Molly is a gem, and yet we have probably all had experiences of seeing the quiet ‘gem’ overlooked by the more glittery, worthless types who have incredible plasticity when it comes to beguiling men. Like her father, Molly has never had the experience of dealing with someone as complex as Cynthia, and Molly is far more troubled by Cynthia’s problems than Cynthia is. Cynthia’s “real self was shrouded in mystery,” and while Molly befriends Cynthia and truly loves her, the friendship can only go so far before Molly finds that she faces “a dead wallbeyond which she could not pass.” Cynthia acknowledges that she lacks “the gift for loving” (probably inherited) and that becomes painfully true when Molly sees the man she loves fall under Cynthia’s spell.
Cynthia was one of those natural coquettes, who instinctively bring out all their prettiest airs and graces in order to stand well with any man, young or old, who may happen to be present.
This was a fantastic read. There were times Molly was too angelic, and I sometimes wondered why Dr Gibson didn’t strangle his wife. No wonder he starts enjoying his time away from home. As the story unfolds, Mrs. Gibson moves from annoying to dreadful, and her petulance regarding her husband’s need to treat dying patients shows her true nature and her “superficial and flimsy character.”
But if this Mr Smith is dying, as you say, what’s the use of your father’s going off to him in such a hurry? Does he expect a legacy, or anything of that kind?’

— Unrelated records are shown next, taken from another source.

//! # Repository Layer
//!
//! Repository implementations that encapsulate SeaORM operations behind the
//! store traits the webhook handler depends on.

pub mod user;

pub use user::{StoreError, UserRepository, UserStore};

The woman just doesn’t get any notions of moral responsibility. She doesn’t act badly from malice, but simply from petulance, selfishness, immaturity and a wildly overblown sense of her own moral standing. Everyone exists to make her life easier–to please her. The sharp delineations of society are very well drawn through the characters’ interactions, and several incidents illustrate how the upper classes feel as though they have ‘the right’ to arrange the lives of the lower classes. But Gaskell also shows us what the lower classes expect from the toffs and in one scene depicts the townspeople as terribly disappointed when the nobility don’t wear any jewels to the local ball. They were cheated of an expected display.
It was one of those still and lovely autumn days when the red and yellow leaves are hanging -pegs to dewy, brilliant gossamer-webs; when the hedges are full of trailing brambles, loaded with ripe blackberries; when the air is full of the farewell whistles and pipes of birds, clear and short– not the long full-throated warbles of spring; when the whirr of the partridge’s wings is heard in the stubble-fields, as the sharp hoof-blows fall on the paved lanes; when here and there a leaf floats and flutters down to the ground, although there is not a single breath of wind.